Dataset entries
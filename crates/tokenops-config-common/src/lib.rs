//! Shared CLI configuration for tokenops binaries.
//!
//! Every binary flattens [`NetworkArgs`] into its own `clap` config. Values can
//! be given as flags or through the environment (`POLYGON_AMOY_RPC`,
//! `PRIVATE_KEY`, `GAS_PRICE`, `OKLINK_AMOY_API`), matching the variables the
//! deployed networks were configured with.

use std::path::PathBuf;

use anyhow::{Context, Result};
use clap::Args;
use tokenops::alloy::primitives::Address;
use tokenops::{ExplorerConfig, GasPrice, KnownNetwork, NetworkConfig};
use url::Url;

/// Network selection and credentials.
#[derive(Args, Debug, Clone)]
pub struct NetworkArgs {
    /// Network name (polygonAmoy, localhost)
    #[arg(long, env = "NETWORK", default_value = "polygonAmoy")]
    pub network: String,

    /// JSON-RPC endpoint URL
    #[arg(long, env = "POLYGON_AMOY_RPC")]
    pub rpc_url: Option<String>,

    /// Hex-encoded private key of the signing account
    #[arg(long, env = "PRIVATE_KEY", hide_env_values = true)]
    pub private_key: Option<String>,

    /// Gas price policy: `auto` or a fixed price in wei
    #[arg(long, env = "GAS_PRICE", default_value = "auto")]
    pub gas_price: GasPrice,

    /// Expected chain id (defaults to the known network's id)
    #[arg(long, env = "CHAIN_ID")]
    pub chain_id: Option<u64>,

    /// API key of the block explorer used for verification
    #[arg(long, env = "OKLINK_AMOY_API", hide_env_values = true)]
    pub explorer_api_key: Option<String>,

    /// Verification API URL (defaults to the known network's explorer)
    #[arg(long)]
    pub explorer_url: Option<String>,

    /// Explorer browser URL, used for links in logs
    #[arg(long)]
    pub explorer_browser_url: Option<String>,

    /// Hardhat artifacts directory holding the compiled contracts
    #[arg(long, default_value = "./artifacts")]
    pub artifacts: PathBuf,
}

impl NetworkArgs {
    /// Resolves flags, environment and known-network defaults into a config.
    pub fn resolve(&self) -> Result<NetworkConfig> {
        let known = KnownNetwork::from_name(&self.network);

        let rpc_url = self
            .rpc_url
            .as_deref()
            .or_else(|| known.and_then(KnownNetwork::default_rpc_url))
            .with_context(|| {
                format!(
                    "no RPC URL for network '{}' (set --rpc-url or POLYGON_AMOY_RPC)",
                    self.network
                )
            })?;
        let rpc_url = Url::parse(rpc_url).with_context(|| format!("invalid RPC URL '{rpc_url}'"))?;

        let private_key = self
            .private_key
            .clone()
            .context("no signing key configured (set --private-key or PRIVATE_KEY)")?;

        let chain_id = self.chain_id.or_else(|| known.map(KnownNetwork::chain_id));
        tracing::debug!(
            target: "tokenops_config_common",
            network = %self.network,
            rpc_url = %rpc_url,
            chain_id = ?chain_id,
            "Resolved network"
        );

        Ok(NetworkConfig {
            name: self.network.clone(),
            rpc_url,
            private_key,
            chain_id,
            gas_price: self.gas_price,
            explorer: self.explorer(known)?,
            artifacts_dir: self.artifacts.clone(),
        })
    }

    /// Explorer settings alone; needs no signing key.
    pub fn explorer_config(&self) -> Result<Option<ExplorerConfig>> {
        self.explorer(KnownNetwork::from_name(&self.network))
    }

    fn explorer(&self, known: Option<KnownNetwork>) -> Result<Option<ExplorerConfig>> {
        let defaults = known.and_then(KnownNetwork::explorer_urls);

        let api_url = match (&self.explorer_url, defaults) {
            (Some(url), _) => url.as_str(),
            (None, Some((api, _))) => api,
            (None, None) => return Ok(None),
        };
        let browser_url = match (&self.explorer_browser_url, defaults) {
            (Some(url), _) => url.as_str(),
            (None, Some((_, browser))) => browser,
            (None, None) => api_url,
        };

        Ok(Some(ExplorerConfig {
            api_url: Url::parse(api_url)
                .with_context(|| format!("invalid explorer URL '{api_url}'"))?,
            browser_url: Url::parse(browser_url)
                .with_context(|| format!("invalid explorer URL '{browser_url}'"))?,
            api_key: self.explorer_api_key.clone(),
        }))
    }
}

/// Parses a hex address for `clap` value parsers.
pub fn parse_address(s: &str) -> std::result::Result<Address, String> {
    s.trim()
        .parse::<Address>()
        .map_err(|e| format!("invalid address '{s}': {e}"))
}

/// Initializes the `tracing` subscriber for a binary.
///
/// Honours `RUST_LOG`, defaulting to `info`.
pub fn init_logging() {
    let filter = tracing_subscriber::EnvFilter::try_from_default_env()
        .unwrap_or_else(|_| tracing_subscriber::EnvFilter::new("info"));

    tracing_subscriber::fmt()
        .with_env_filter(filter)
        .with_target(true)
        .init();
}

#[cfg(test)]
mod tests {
    use super::*;

    fn args(network: &str) -> NetworkArgs {
        NetworkArgs {
            network: network.to_string(),
            rpc_url: None,
            private_key: Some("0x01".to_string()),
            gas_price: GasPrice::Auto,
            chain_id: None,
            explorer_api_key: Some("key".to_string()),
            explorer_url: None,
            explorer_browser_url: None,
            artifacts: PathBuf::from("./artifacts"),
        }
    }

    #[test]
    fn test_localhost_defaults() {
        let config = args("localhost").resolve().unwrap();
        assert_eq!(config.rpc_url.as_str(), "http://127.0.0.1:8545/");
        assert_eq!(config.chain_id, Some(31337));
        assert!(config.explorer.is_none());
    }

    #[test]
    fn test_amoy_requires_rpc_url() {
        assert!(args("polygonAmoy").resolve().is_err());

        let mut amoy = args("polygonAmoy");
        amoy.rpc_url = Some("https://rpc-amoy.polygon.technology".to_string());
        let config = amoy.resolve().unwrap();
        assert_eq!(config.chain_id, Some(80002));

        let explorer = config.explorer.unwrap();
        assert!(explorer.api_url.as_str().contains("oklink.com"));
        assert_eq!(explorer.api_key.as_deref(), Some("key"));
    }

    #[test]
    fn test_missing_private_key() {
        let mut local = args("localhost");
        local.private_key = None;
        assert!(local.resolve().is_err());
    }

    #[test]
    fn test_explorer_config_without_key() {
        let mut amoy = args("polygonAmoy");
        amoy.private_key = None;
        amoy.explorer_url = Some("http://localhost:4000/api".to_string());

        let explorer = amoy.explorer_config().unwrap().unwrap();
        assert_eq!(explorer.api_url.as_str(), "http://localhost:4000/api");
        assert!(explorer.browser_url.as_str().contains("oklink.com"));

        assert!(args("localhost").explorer_config().unwrap().is_none());
    }

    #[test]
    fn test_parse_address() {
        assert!(parse_address("0xF9bD56EE66BdD4C3F4a82A1a45fF99b48A33A9c7").is_ok());
        assert!(parse_address("0x1234").is_err());
    }
}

■ **EXERCISE**:
Would you repeat all of the entries exactly?

■ **WRITTEN ANSWER**:
filename crates/tokenops-config-common/src/lib.rs
//! Shared CLI configuration for tokenops binaries.
//!
//! Every binary flattens [`NetworkArgs`] into its own `clap` config. Values can
//! be given as flags or through the environment (`POLYGON_AMOY_RPC`,
//! `PRIVATE_KEY`, `GAS_PRICE`, `OKLINK_AMOY_API`), matching the variables the
//! deployed networks were configured with.

use std::path::PathBuf;

use anyhow::{Context, Result};
use clap::Args;
use tokenops::alloy::primitives::Address;
use tokenops::{ExplorerConfig, GasPrice, KnownNetwork, NetworkConfig};
use url::Url;

/// Network selection and credentials.
#[derive(Args, Debug, Clone)]
pub struct NetworkArgs {
    /// Network name (polygonAmoy, localhost)
    #[arg(long, env = "NETWORK", default_value = "polygonAmoy")]
    pub network: String,

    /// JSON-RPC endpoint URL
    #[arg(long, env = "POLYGON_AMOY_RPC")]
    pub rpc_url: Option<String>,

    /// Hex-encoded private key of the signing account
    #[arg(long, env = "PRIVATE_KEY", hide_env_values = true)]
    pub private_key: Option<String>,

    /// Gas price policy: `auto` or a fixed price in wei
    #[arg(long, env = "GAS_PRICE", default_value = "auto")]
    pub gas_price: GasPrice,

    /// Expected chain id (defaults to the known network's id)
    #[arg(long, env = "CHAIN_ID")]
    pub chain_id: Option<u64>,

    /// API key of the block explorer used for verification
    #[arg(long, env = "OKLINK_AMOY_API", hide_env_values = true)]
    pub explorer_api_key: Option<String>,

    /// Verification API URL (defaults to the known network's explorer)
    #[arg(long)]
    pub explorer_url: Option<String>,

    /// Explorer browser URL, used for links in logs
    #[arg(long)]
    pub explorer_browser_url: Option<String>,

    /// Hardhat artifacts directory holding the compiled contracts
    #[arg(long, default_value = "./artifacts")]
    pub artifacts: PathBuf,
}

impl NetworkArgs {
    /// Resolves flags, environment and known-network defaults into a config.
    pub fn resolve(&self) -> Result<NetworkConfig> {
        let known = KnownNetwork::from_name(&self.network);

        let rpc_url = self
            .rpc_url
            .as_deref()
            .or_else(|| known.and_then(KnownNetwork::default_rpc_url))
            .with_context(|| {
                format!(
                    "no RPC URL for network '{}' (set --rpc-url or POLYGON_AMOY_RPC)",
                    self.network
                )
            })?;
        let rpc_url = Url::parse(rpc_url).with_context(|| format!("invalid RPC URL '{rpc_url}'"))?;

        let private_key = self
            .private_key
            .clone()
            .context("no signing key configured (set --private-key or PRIVATE_KEY)")?;

        let chain_id = self.chain_id.or_else(|| known.map(KnownNetwork::chain_id));
        tracing::debug!(
            target: "tokenops_config_common",
            network = %self.network,
            rpc_url = %rpc_url,
            chain_id = ?chain_id,
            "Resolved network"
        );

        Ok(NetworkConfig {
            name: self.network.clone(),
            rpc_url,
            private_key,
            chain_id,
            gas_price: self.gas_price,
            explorer: self.explorer(known)?,
            artifacts_dir: self.artifacts.clone(),
        })
    }

    /// Explorer settings alone; needs no signing key.
    pub fn explorer_config(&self) -> Result<Option<ExplorerConfig>> {
        self.explorer(KnownNetwork::from_name(&self.network))
    }

    fn explorer(&self, known: Option<KnownNetwork>) -> Result<Option<ExplorerConfig>> {
        let defaults = known.and_then(KnownNetwork::explorer_urls);

        let api_url = match (&self.explorer_url, defaults) {
            (Some(url), _) => url.as_str(),
            (None, Some((api, _))) => api,
            (None, None) => return Ok(None),
        };
        let browser_url = match (&self.explorer_browser_url, defaults) {
            (Some(url), _) => url.as_str(),
            (None, Some((_, browser))) => browser,
            (None, None) => api_url,
        };

        Ok(Some(ExplorerConfig {
            api_url: Url::parse(api_url)
                .with_context(|| format!("invalid explorer URL '{api_url}'"))?,
            browser_url: Url::parse(browser_url)
                .with_context(|| format!("invalid explorer URL '{browser_url}'"))?,
            api_key: self.explorer_api_key.clone(),
        }))
    }
}

/// Parses a hex address for `clap` value parsers.
pub fn parse_address(s: &str) -> std::result::Result<Address, String> {
    s.trim()
        .parse::<Address>()
        .map_err(|e| format!("invalid address '{s}': {e}"))
}

/// Initializes the `tracing` subscriber for a binary.
///
/// Honours `RUST_LOG`, defaulting to `info`.
pub fn init_logging() {
    let filter = tracing_subscriber::EnvFilter::try_from_default_env()
        .unwrap_or_else(|_| tracing_subscriber::EnvFilter::new("info"));

    tracing_subscriber::fmt()
        .with_env_filter(filter)
        .with_target(true)
        .init();
}

#[cfg(test)]
mod tests {
    use super::*;

    fn args(network: &str) -> NetworkArgs {
        NetworkArgs {
            network: network.to_string(),
            rpc_url: None,
            private_key: Some("0x01".to_string()),
            gas_price: GasPrice::Auto,
            chain_id: None,
            explorer_api_key: Some("key".to_string()),
            explorer_url: None,
            explorer_browser_url: None,
            artifacts: PathBuf::from("./artifacts"),
        }
    }

    #[test]
    fn test_localhost_defaults() {
        let config = args("localhost").resolve().unwrap();
        assert_eq!(config.rpc_url.as_str(), "http://127.0.0.1:8545/");
        assert_eq!(config.chain_id, Some(31337));
        assert!(config.explorer.is_none());
    }

    #[test]
    fn test_amoy_requires_rpc_url() {
        assert!(args("polygonAmoy").resolve().is_err());

        let mut amoy = args("polygonAmoy");
        amoy.rpc_url = Some("https://rpc-amoy.polygon.technology".to_string());
        let config = amoy.resolve().unwrap();
        assert_eq!(config.chain_id, Some(80002));

        let explorer = config.explorer.unwrap();
        assert!(explorer.api_url.as_str().contains("oklink.com"));
        assert_eq!(explorer.api_key.as_deref(), Some("key"));
    }

    #[test]
    fn test_missing_private_key() {
        let mut local = args("localhost");
        local.private_key = None;
        assert!(local.resolve().is_err());
    }

    #[test]
    fn test_explorer_config_without_key() {
        let mut amoy = args("polygonAmoy");
        amoy.private_key = None;
        amoy.explorer_url = Some("http://localhost:4000/api".to_string());

        let explorer = amoy.explorer_config().unwrap().unwrap();
        assert_eq!(explorer.api_url.as_str(), "http://localhost:4000/api");
        assert!(explorer.browser_url.as_str().contains("oklink.com"));

        assert!(args("localhost").explorer_config().unwrap().is_none());
    }

    #[test]
    fn test_parse_address() {
        assert!(parse_address("0xF9bD56EE66BdD4C3F4a82A1a45fF99b48A33A9c7").is_ok());
        assert!(parse_address("0x1234").is_err());
    }
}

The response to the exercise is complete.